# Problem requirements
Please copy out every line in the records below that includes the word "trees".

(Saved entries)
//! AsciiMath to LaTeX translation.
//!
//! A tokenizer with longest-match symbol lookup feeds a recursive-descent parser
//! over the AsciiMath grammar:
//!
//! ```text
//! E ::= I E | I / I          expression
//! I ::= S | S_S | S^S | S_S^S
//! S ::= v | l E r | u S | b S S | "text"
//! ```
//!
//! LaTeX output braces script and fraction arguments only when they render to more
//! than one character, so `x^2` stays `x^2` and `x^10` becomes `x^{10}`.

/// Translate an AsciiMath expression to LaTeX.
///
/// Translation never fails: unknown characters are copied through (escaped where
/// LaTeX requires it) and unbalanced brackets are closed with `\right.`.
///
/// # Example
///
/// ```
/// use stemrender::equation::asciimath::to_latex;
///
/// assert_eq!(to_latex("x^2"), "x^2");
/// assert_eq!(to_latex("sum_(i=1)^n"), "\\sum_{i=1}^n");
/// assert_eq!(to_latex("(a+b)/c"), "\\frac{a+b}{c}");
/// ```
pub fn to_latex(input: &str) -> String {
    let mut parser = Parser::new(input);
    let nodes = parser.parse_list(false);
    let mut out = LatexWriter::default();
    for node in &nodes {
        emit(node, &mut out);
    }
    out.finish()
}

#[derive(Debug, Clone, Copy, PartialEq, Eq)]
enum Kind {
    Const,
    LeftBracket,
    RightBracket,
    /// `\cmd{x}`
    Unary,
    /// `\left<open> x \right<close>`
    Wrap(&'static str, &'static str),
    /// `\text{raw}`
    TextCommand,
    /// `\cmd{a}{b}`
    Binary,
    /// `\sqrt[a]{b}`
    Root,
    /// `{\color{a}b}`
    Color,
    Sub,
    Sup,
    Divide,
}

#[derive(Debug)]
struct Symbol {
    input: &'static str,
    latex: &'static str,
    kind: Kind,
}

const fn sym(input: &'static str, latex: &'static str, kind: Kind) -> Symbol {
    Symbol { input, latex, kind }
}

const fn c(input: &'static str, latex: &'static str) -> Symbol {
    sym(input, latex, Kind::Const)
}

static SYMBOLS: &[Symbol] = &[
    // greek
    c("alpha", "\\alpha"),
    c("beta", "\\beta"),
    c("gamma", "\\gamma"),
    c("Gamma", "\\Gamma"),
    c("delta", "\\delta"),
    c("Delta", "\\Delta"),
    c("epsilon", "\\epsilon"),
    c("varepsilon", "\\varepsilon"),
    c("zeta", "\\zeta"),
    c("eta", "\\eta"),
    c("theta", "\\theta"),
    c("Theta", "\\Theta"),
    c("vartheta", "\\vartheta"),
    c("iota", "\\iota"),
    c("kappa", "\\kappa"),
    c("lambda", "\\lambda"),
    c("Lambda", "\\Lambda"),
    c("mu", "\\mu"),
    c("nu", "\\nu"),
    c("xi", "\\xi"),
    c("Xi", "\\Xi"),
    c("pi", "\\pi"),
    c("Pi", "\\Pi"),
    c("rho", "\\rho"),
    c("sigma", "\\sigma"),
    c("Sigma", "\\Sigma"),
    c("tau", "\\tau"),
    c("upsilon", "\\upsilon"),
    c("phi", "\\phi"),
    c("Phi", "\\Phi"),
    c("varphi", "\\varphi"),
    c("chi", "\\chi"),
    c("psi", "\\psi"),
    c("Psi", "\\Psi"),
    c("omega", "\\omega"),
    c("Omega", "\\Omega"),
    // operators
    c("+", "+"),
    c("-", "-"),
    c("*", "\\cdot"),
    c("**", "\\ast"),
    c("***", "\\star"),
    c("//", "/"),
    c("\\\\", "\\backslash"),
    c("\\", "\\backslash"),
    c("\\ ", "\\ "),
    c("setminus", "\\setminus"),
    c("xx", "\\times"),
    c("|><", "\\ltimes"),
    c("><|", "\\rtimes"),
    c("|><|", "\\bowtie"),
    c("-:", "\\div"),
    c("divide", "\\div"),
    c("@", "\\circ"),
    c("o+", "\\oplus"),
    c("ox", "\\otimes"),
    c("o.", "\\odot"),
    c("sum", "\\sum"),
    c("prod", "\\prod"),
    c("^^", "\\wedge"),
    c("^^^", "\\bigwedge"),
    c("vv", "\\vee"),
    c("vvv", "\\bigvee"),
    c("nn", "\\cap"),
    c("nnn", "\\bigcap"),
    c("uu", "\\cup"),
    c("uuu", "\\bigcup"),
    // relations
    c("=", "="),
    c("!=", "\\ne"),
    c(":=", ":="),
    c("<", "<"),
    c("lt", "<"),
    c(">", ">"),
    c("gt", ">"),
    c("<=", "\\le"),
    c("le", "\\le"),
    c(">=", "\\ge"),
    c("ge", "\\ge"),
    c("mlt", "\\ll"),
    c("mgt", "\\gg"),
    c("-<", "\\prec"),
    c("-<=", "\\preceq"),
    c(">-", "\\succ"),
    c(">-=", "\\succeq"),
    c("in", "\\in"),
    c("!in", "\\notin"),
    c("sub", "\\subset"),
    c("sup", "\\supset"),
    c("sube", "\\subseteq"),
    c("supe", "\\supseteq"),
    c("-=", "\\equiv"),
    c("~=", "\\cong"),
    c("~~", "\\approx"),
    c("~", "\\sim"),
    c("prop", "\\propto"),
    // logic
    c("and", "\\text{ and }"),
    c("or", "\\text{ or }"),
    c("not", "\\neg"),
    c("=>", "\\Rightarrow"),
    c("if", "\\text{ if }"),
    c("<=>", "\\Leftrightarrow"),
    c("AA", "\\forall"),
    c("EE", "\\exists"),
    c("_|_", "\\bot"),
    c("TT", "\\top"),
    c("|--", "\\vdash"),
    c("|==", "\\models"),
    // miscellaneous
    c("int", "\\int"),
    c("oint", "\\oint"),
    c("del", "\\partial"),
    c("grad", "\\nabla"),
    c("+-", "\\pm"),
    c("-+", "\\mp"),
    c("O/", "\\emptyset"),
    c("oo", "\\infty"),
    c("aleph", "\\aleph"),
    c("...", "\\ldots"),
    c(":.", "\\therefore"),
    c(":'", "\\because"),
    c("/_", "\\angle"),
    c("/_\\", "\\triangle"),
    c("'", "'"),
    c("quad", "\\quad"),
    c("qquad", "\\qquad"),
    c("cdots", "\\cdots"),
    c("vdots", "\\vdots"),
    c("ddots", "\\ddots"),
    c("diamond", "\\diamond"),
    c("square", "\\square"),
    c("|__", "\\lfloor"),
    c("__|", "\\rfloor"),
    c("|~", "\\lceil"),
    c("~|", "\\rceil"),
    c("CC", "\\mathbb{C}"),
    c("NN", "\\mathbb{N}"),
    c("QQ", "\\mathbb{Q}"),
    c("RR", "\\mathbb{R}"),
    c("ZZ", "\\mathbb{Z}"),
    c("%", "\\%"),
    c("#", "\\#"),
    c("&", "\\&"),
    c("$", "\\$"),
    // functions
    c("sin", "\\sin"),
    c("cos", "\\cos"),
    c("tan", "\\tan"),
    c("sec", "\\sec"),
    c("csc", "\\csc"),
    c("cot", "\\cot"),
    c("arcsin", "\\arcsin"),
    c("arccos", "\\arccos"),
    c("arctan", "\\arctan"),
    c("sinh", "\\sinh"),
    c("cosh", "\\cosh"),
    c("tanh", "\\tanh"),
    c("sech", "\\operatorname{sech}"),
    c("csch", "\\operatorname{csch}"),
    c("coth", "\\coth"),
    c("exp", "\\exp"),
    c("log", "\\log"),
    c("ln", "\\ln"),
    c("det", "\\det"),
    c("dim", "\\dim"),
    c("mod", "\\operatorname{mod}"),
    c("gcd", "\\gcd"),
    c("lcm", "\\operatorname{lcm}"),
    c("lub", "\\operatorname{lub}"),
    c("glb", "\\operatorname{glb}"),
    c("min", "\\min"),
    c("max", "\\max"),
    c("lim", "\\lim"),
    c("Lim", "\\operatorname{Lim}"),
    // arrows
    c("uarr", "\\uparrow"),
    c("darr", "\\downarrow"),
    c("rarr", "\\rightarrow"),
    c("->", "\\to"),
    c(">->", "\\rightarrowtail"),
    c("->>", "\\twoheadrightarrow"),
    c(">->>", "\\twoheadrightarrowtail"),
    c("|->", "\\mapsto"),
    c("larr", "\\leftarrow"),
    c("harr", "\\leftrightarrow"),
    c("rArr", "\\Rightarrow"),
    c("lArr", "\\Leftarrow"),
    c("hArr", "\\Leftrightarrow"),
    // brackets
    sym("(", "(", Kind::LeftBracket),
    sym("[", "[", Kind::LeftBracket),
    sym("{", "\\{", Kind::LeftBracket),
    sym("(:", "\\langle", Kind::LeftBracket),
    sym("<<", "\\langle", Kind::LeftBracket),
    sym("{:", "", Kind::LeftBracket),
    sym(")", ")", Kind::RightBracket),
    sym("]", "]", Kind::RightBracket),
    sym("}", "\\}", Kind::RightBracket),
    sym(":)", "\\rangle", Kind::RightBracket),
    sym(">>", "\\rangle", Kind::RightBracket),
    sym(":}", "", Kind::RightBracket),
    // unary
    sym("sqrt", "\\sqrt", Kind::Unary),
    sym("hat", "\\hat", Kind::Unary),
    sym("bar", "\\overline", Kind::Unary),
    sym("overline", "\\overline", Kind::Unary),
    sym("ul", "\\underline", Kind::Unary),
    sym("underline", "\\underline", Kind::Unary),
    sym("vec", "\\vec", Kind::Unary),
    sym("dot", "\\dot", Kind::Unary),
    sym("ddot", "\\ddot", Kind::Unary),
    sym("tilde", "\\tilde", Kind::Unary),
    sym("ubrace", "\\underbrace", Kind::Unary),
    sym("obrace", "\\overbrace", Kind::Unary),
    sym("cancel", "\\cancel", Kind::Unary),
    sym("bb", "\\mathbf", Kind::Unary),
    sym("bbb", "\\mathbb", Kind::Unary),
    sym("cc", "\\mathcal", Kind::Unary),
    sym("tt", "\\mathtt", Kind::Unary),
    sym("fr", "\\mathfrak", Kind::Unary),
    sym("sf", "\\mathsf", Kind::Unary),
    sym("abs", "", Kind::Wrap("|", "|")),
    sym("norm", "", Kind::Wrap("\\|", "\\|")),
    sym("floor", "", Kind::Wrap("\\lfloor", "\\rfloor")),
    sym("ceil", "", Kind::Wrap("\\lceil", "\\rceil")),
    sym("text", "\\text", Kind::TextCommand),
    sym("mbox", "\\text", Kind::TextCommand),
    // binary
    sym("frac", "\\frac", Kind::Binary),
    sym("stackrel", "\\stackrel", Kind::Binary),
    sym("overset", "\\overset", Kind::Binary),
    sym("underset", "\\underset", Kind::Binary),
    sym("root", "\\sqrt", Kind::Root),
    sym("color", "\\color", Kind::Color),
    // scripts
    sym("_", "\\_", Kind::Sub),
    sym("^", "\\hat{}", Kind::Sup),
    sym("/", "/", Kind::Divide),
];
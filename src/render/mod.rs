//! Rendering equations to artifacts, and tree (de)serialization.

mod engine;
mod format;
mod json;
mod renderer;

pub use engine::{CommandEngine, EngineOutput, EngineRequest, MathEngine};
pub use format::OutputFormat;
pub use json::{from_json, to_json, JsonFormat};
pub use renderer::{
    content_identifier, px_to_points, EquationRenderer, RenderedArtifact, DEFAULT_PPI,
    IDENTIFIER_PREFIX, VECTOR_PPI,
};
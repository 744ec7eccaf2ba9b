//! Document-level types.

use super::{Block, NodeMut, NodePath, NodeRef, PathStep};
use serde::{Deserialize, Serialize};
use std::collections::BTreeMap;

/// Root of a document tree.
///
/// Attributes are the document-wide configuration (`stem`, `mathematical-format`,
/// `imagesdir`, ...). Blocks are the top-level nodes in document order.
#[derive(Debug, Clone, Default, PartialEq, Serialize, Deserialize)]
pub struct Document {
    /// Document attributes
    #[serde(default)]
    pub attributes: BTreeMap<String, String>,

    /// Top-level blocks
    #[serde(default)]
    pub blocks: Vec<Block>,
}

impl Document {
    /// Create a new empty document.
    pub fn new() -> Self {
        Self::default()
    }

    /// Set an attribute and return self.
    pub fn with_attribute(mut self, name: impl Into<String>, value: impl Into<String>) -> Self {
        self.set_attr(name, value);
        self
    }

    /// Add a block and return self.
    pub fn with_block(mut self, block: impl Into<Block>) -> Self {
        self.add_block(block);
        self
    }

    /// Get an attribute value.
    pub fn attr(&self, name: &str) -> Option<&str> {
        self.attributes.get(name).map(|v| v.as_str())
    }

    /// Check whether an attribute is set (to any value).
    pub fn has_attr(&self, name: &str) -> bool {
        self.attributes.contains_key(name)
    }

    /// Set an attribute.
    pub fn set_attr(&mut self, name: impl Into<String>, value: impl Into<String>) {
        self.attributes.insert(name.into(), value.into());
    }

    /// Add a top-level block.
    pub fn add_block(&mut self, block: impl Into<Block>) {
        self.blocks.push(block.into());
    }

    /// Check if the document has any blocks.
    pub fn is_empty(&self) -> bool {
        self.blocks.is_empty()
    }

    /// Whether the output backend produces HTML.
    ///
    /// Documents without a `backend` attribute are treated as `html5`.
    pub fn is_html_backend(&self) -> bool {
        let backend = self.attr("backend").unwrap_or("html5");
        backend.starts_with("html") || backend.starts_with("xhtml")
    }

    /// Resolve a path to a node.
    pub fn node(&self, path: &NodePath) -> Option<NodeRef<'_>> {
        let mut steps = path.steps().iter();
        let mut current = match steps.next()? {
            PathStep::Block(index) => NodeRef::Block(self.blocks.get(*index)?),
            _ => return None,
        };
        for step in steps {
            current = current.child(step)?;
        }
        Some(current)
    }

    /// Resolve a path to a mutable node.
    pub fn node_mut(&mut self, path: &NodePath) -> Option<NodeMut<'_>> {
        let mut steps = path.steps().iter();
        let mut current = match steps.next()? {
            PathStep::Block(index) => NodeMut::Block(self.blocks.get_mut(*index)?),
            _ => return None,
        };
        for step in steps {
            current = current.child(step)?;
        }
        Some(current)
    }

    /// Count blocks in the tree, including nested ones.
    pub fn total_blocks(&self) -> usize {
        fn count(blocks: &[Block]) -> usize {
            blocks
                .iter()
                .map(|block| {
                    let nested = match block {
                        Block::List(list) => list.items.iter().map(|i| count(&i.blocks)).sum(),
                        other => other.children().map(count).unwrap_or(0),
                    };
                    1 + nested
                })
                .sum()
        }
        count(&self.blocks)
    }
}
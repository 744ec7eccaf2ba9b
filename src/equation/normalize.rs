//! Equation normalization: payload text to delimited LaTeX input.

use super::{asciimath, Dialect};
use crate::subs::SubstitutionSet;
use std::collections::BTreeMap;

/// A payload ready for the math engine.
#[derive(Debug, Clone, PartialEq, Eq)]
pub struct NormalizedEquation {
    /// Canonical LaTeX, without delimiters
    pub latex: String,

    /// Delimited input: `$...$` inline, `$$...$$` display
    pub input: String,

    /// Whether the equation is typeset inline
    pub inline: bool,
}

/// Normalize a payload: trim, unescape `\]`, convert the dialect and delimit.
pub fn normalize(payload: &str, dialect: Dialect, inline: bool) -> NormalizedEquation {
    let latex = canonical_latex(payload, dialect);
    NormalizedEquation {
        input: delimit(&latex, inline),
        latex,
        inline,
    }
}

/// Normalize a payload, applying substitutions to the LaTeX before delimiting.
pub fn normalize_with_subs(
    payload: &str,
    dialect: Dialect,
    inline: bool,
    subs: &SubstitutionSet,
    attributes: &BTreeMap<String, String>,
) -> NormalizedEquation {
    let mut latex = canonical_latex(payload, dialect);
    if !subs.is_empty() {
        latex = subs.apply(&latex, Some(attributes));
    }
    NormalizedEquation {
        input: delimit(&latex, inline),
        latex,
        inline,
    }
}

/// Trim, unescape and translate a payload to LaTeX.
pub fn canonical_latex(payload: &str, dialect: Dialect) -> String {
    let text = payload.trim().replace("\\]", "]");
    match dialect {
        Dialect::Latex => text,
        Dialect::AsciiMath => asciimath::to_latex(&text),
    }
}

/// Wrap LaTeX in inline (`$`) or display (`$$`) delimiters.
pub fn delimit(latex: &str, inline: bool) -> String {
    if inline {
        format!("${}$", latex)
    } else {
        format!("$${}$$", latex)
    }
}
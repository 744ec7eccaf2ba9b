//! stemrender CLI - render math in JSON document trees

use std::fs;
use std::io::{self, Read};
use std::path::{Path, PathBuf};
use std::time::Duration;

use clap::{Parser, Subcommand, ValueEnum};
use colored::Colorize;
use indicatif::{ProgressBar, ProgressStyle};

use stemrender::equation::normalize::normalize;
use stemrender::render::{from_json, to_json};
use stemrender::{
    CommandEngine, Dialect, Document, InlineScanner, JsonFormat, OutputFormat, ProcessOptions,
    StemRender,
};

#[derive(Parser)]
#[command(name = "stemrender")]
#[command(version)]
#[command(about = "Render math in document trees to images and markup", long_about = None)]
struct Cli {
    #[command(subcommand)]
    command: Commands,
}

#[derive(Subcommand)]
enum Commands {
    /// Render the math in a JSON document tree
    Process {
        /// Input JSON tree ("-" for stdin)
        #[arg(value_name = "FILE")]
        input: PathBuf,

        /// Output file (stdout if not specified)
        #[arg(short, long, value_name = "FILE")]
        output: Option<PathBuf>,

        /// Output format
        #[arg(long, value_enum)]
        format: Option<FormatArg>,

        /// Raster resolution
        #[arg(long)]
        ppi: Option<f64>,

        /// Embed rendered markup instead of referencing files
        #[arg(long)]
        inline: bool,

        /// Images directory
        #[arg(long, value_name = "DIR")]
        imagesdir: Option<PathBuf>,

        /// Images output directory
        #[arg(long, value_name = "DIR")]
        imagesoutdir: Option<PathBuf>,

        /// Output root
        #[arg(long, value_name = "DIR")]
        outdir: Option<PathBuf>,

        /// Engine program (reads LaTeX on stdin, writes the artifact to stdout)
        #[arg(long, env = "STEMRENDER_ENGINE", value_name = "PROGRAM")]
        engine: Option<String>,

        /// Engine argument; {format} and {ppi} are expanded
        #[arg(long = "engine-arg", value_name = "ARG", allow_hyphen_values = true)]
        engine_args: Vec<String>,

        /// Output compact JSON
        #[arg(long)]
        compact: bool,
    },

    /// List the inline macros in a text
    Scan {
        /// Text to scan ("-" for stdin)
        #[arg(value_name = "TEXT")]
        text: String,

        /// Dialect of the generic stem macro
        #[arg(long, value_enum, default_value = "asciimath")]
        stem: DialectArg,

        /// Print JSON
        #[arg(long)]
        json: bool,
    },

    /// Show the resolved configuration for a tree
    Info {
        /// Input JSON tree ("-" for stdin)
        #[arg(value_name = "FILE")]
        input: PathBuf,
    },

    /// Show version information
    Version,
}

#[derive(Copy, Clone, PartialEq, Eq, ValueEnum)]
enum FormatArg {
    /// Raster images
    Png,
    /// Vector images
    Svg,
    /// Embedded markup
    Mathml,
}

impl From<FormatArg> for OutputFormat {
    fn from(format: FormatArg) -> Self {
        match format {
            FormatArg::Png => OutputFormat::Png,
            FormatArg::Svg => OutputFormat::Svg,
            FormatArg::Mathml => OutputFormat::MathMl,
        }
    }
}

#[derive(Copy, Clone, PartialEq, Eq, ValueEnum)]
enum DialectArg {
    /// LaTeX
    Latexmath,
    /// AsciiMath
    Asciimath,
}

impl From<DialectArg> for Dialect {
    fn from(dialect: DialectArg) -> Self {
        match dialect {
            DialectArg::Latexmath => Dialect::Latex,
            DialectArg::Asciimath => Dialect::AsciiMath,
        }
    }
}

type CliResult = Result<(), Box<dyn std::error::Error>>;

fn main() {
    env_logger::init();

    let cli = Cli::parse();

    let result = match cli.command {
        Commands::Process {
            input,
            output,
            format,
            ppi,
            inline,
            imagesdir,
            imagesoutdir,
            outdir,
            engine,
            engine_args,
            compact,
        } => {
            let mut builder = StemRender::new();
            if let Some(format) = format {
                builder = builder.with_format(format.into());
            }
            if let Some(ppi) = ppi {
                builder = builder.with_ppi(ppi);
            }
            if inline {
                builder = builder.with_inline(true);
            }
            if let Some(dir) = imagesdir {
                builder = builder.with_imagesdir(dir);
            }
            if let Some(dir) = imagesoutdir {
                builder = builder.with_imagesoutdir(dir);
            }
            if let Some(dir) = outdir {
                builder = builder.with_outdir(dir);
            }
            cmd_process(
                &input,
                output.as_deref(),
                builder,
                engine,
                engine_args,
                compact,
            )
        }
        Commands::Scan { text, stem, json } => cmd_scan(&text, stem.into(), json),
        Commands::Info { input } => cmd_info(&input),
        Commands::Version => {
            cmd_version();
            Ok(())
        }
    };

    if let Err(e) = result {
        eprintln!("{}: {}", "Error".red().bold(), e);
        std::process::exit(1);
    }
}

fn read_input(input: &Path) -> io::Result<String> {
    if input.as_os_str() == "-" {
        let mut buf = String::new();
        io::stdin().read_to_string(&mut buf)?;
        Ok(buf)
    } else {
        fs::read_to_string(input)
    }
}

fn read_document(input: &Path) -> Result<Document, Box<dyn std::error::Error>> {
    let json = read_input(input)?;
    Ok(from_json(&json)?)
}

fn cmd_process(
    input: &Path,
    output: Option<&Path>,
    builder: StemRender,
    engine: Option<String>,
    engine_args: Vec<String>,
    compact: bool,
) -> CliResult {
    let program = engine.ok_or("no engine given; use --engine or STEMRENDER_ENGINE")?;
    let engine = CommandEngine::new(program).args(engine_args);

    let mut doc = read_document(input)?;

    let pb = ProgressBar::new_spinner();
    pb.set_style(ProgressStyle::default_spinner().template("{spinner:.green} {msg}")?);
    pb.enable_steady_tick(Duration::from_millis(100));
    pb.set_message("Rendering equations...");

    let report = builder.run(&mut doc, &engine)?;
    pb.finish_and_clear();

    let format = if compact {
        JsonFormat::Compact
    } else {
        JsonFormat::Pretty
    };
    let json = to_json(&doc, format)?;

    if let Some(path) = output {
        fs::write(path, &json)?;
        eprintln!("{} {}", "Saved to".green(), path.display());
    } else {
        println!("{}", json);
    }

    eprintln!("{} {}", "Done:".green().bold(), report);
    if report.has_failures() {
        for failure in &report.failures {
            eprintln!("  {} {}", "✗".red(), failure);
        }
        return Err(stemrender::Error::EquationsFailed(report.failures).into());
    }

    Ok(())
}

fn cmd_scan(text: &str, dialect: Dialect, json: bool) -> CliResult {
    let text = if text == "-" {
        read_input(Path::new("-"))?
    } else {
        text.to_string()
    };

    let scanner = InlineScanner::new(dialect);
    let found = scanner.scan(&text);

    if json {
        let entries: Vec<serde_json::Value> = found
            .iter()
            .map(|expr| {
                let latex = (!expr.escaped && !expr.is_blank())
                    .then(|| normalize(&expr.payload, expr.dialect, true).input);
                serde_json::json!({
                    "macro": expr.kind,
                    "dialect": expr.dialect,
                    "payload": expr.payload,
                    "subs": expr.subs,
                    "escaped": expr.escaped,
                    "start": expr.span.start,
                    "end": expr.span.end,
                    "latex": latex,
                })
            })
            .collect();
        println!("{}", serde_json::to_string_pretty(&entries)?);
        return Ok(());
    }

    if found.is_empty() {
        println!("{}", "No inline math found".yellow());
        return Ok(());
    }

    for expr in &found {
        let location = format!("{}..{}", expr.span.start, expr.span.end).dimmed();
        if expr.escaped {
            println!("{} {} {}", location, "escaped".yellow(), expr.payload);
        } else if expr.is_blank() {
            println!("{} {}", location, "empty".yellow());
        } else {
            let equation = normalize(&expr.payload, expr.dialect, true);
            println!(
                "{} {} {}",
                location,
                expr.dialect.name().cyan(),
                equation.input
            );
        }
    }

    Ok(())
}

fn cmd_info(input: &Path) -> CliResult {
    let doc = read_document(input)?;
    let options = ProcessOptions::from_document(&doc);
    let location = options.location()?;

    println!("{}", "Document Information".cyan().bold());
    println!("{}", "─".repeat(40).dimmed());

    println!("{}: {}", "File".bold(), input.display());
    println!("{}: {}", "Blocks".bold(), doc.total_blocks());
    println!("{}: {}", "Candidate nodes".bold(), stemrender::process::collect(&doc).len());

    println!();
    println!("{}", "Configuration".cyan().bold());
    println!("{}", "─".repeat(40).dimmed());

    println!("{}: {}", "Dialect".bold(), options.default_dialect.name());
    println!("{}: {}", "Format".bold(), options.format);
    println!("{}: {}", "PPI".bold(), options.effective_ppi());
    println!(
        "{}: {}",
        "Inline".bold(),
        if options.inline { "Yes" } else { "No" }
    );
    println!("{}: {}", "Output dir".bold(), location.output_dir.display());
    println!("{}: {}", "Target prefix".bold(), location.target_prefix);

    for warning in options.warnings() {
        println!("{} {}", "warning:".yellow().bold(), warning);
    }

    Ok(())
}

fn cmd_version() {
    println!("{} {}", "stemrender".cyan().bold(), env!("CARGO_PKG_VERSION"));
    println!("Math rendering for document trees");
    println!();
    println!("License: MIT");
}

# Exercise output
//! stemrender CLI - render math in JSON document trees
#[command(about = "Render math in document trees to images and markup", long_about = None)]
    println!("Math rendering for document trees");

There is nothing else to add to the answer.